Il film fa un lavoro di creazione del futuro molto molto buono

Quasi tutti gli abitanti di questo futuro sono “aumentati” con componenti cibernetiche e chi non lo è se ne vanta (anche qui sottraendo quel fascino della speculazione o della difficoltà di distinguere l’umano dal non umano). Tra tutti però il Maggiore è l’unico a soffrire di allucinazioni che capisce essere la propria memoria che tenta di tornare a galla, c’è qualcosa che le nascondono, ricordi che le hanno messo e altri che le hanno cancellato. Un misterioso hacker terrorista (il cui character design è a dir poco terribile) pare avere a che fare con questo.
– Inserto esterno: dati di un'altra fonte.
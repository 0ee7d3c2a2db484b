// OPCUA for Rust
// SPDX-License-Identifier: MPL-2.0
// Copyright (C) 2017-2024 Adam Lock

//! The UADP message mapping - NetworkMessage and DataSetMessage binary encoding plus the
//! offset tables that make fixed layout realtime operation possible.

pub mod data_set_message;
pub mod network_message;
pub mod offsets;

pub use data_set_message::*;
pub use network_message::*;
pub use offsets::*;
// OPCUA for Rust
// SPDX-License-Identifier: MPL-2.0
// Copyright (C) 2017-2024 Adam Lock

//! Contains the `StatusCode` type. The full OPC UA status code set lives in the session layer
//! crates; this is the subset the PubSub data plane raises or forwards, in the same 32-bit
//! numeric space so codes cross the crate boundary unchanged.

use std::{
    error::Error,
    fmt,
    fmt::Formatter,
    io::{self, Read, Write},
};

use serde::{
    de::{self, Visitor},
    Deserialize, Deserializer, Serialize, Serializer,
};

use crate::types::encoding::*;

bitflags! {
    pub struct StatusCode: u32 {
        /// The operation succeeded.
        const Good = 0;
        /// An unexpected error occurred.
        const BadUnexpectedError = 0x8001_0000;
        /// An internal error occurred as a result of a programming or configuration error.
        const BadInternalError = 0x8002_0000;
        /// Not enough memory to complete the operation.
        const BadOutOfMemory = 0x8003_0000;
        /// A low level communication error occurred.
        const BadCommunicationError = 0x8005_0000;
        /// Encoding halted because of invalid data in the objects being serialized.
        const BadEncodingError = 0x8006_0000;
        /// Decoding halted because of invalid data in the stream.
        const BadDecodingError = 0x8007_0000;
        /// The message encoding/decoding limits imposed by the stack have been exceeded.
        const BadEncodingLimitsExceeded = 0x8008_0000;
        /// The operation timed out.
        const BadTimeout = 0x800A_0000;
        /// The extension object cannot be (de)serialized because the data type id is not recognized.
        const BadDataTypeIdUnknown = 0x8011_0000;
        /// An error occurred verifying security.
        const BadSecurityChecksFailed = 0x8013_0000;
        /// The requested operation is not supported.
        const BadNotSupported = 0x803D_0000;
        /// The requested operation is not implemented.
        const BadNotImplemented = 0x8040_0000;
        /// The data encoding is unsupported.
        const BadDataEncodingUnsupported = 0x8039_0000;
        /// The node id refers to a node that does not exist in the server address space.
        const BadNodeIdUnknown = 0x8034_0000;
        /// A mandatory input argument was missing.
        const BadArgumentsMissing = 0x8076_0000;
        /// There is a problem with the configuration that affects the usefulness of the value.
        const BadConfigurationError = 0x8089_0000;
        /// The variable should receive its value from another variable, but has never been configured to do so.
        const BadNotConnected = 0x808A_0000;
        /// One or more arguments are invalid.
        const BadInvalidArgument = 0x80AB_0000;
        /// The server has rejected the connection.
        const BadConnectionRejected = 0x80AC_0000;
        /// The operation cannot be completed because the object is closed, uninitialized or in some other invalid state.
        const BadInvalidState = 0x80AF_0000;

        // Masks
        const SUB_CODE_MASK = 0x0FFF_0000;
        const IS_ERROR = 0x8000_0000;
        const IS_UNCERTAIN = 0x4000_0000;
        const STATUS_MASK = 0xFFFF_0000;
        const BIT_MASK = 0x0000_FFFF;
    }
}

// The bitflags! macro implements Debug for StatusCode but it fouls the display because status
// codes are a combination of bits and unique values.

impl fmt::Display for StatusCode {
    fn fmt(&self, f: &mut Formatter) -> fmt::Result {
        // Displays the StatusCode as it's name, or its name+bitflags
        let bits = self.bitflags();
        if bits.is_empty() {
            write!(f, "{}", self.name())
        } else {
            write!(f, "{}+{:?}", self.name(), bits)
        }
    }
}

impl BinaryEncoder<StatusCode> for StatusCode {
    fn byte_len(&self) -> usize {
        4
    }

    fn encode<S: Write>(&self, stream: &mut S) -> EncodingResult<usize> {
        write_u32(stream, self.bits())
    }

    fn decode<S: Read>(stream: &mut S, _: &DecodingOptions) -> EncodingResult<Self> {
        Ok(StatusCode::from_bits_truncate(read_u32(stream)?))
    }
}

impl Error for StatusCode {}

impl StatusCode {
    /// Returns the bit flags of the status code, i.e. it masks out the actual status code value
    pub fn bitflags(&self) -> StatusCode {
        *self & StatusCode::BIT_MASK
    }

    /// Returns the status only, i.e. it masks out any bit flags that come with the status code
    pub fn status(&self) -> StatusCode {
        *self & StatusCode::STATUS_MASK
    }

    /// Tests if the status code is bad
    pub fn is_bad(&self) -> bool {
        self.contains(StatusCode::IS_ERROR)
    }

    /// Tests if the status code is uncertain
    pub fn is_uncertain(&self) -> bool {
        self.contains(StatusCode::IS_UNCERTAIN)
    }

    /// Tests if the status code is good (i.e. not bad or uncertain)
    pub fn is_good(&self) -> bool {
        !self.is_bad() && !self.is_uncertain()
    }

    /// Symbolic name of the status part of the code.
    pub fn name(&self) -> &'static str {
        match self.status() {
            StatusCode::Good => "Good",
            StatusCode::BadUnexpectedError => "BadUnexpectedError",
            StatusCode::BadInternalError => "BadInternalError",
            StatusCode::BadOutOfMemory => "BadOutOfMemory",
            StatusCode::BadCommunicationError => "BadCommunicationError",
            StatusCode::BadEncodingError => "BadEncodingError",
            StatusCode::BadDecodingError => "BadDecodingError",
            StatusCode::BadEncodingLimitsExceeded => "BadEncodingLimitsExceeded",
            StatusCode::BadTimeout => "BadTimeout",
            StatusCode::BadDataTypeIdUnknown => "BadDataTypeIdUnknown",
            StatusCode::BadSecurityChecksFailed => "BadSecurityChecksFailed",
            StatusCode::BadNotSupported => "BadNotSupported",
            StatusCode::BadNotImplemented => "BadNotImplemented",
            StatusCode::BadDataEncodingUnsupported => "BadDataEncodingUnsupported",
            StatusCode::BadNodeIdUnknown => "BadNodeIdUnknown",
            StatusCode::BadArgumentsMissing => "BadArgumentsMissing",
            StatusCode::BadConfigurationError => "BadConfigurationError",
            StatusCode::BadNotConnected => "BadNotConnected",
            StatusCode::BadInvalidArgument => "BadInvalidArgument",
            StatusCode::BadConnectionRejected => "BadConnectionRejected",
            StatusCode::BadInvalidState => "BadInvalidState",
            _ => "UnknownStatusCode",
        }
    }
}

impl From<StatusCode> for io::Error {
    fn from(e: StatusCode) -> io::Error {
        io::Error::new(io::ErrorKind::Other, format!("StatusCode {}", e))
    }
}

// Serialize / Deserialize are manually implemented because bitflags! doesn't do it.

impl Serialize for StatusCode {
    fn serialize<S>(&self, serializer: S) -> Result<S::Ok, S::Error>
    where
        S: Serializer,
    {
        serializer.serialize_u32(self.bits())
    }
}

struct StatusCodeVisitor;

impl<'de> Visitor<'de> for StatusCodeVisitor {
    type Value = u32;

    fn expecting(&self, formatter: &mut fmt::Formatter<'_>) -> fmt::Result {
        formatter.write_str("an unsigned 32-bit integer")
    }

    fn visit_u32<E>(self, value: u32) -> Result<Self::Value, E>
    where
        E: de::Error,
    {
        Ok(value)
    }

    fn visit_u64<E>(self, value: u64) -> Result<Self::Value, E>
    where
        E: de::Error,
    {
        Ok(value as u32)
    }
}

impl<'de> Deserialize<'de> for StatusCode {
    fn deserialize<D>(deserializer: D) -> Result<StatusCode, D::Error>
    where
        D: Deserializer<'de>,
    {
        Ok(StatusCode::from_bits_truncate(
            deserializer.deserialize_u32(StatusCodeVisitor)?,
        ))
    }
}

#[cfg(test)]
mod tests {
    use super::StatusCode;

    #[test]
    fn is_good() {
        assert!(StatusCode::Good.is_good());
        assert!(!StatusCode::Good.is_bad());
        assert!(StatusCode::BadDecodingError.is_bad());
        assert!(!StatusCode::BadDecodingError.is_good());
    }

    #[test]
    fn status_and_name() {
        assert_eq!(StatusCode::BadNotSupported.name(), "BadNotSupported");
        assert_eq!(StatusCode::BadConfigurationError.bits(), 0x8089_0000);
        assert_eq!(StatusCode::BadNotConnected.bits(), 0x808A_0000);
        assert_eq!(StatusCode::BadInvalidArgument.bits(), 0x80AB_0000);
    }
}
Il film fa un lavoro di creazione del futuro molto molto buono (la metropoli è piena di pozzanghere e acqua ovunque, è umida e grigia, vagamente retrofuturistica anche oltre il concetto di distopico), ma la storia è quello che delude di più. È evidente l’intento di cavalcare lo spirito filosofico che tutti associamo al titolo, ma il tentativo è talmente goffo e fondato su associare insieme scene potenti da diverse incarnazioni del manga di Masamune Shirow intervallate da dialoghi esplicativi, da sfociare spesso in una certa noia. Per fortuna arrivano le molte e buone scene d’azione a risvegliare l’interesse e spesso il 3D è usato con grande effetto.

Tuttavia come mostra bene il confronto finale e la sua risoluzione (i medesimi dell’anime), anche una delle immagini più potenti e scarnificanti della versione animata è ampiamente sottoutilizzata, mostrata di fretta e senza l’enfasi che merita, come se si avesse paura di disturbare il pubblico mettendo in scena la forza di una volontà umana capace di travalicare un corpo disumano, spingerlo al massimo, gonfiarlo e sventrarlo fino a che non regge più la determinazione.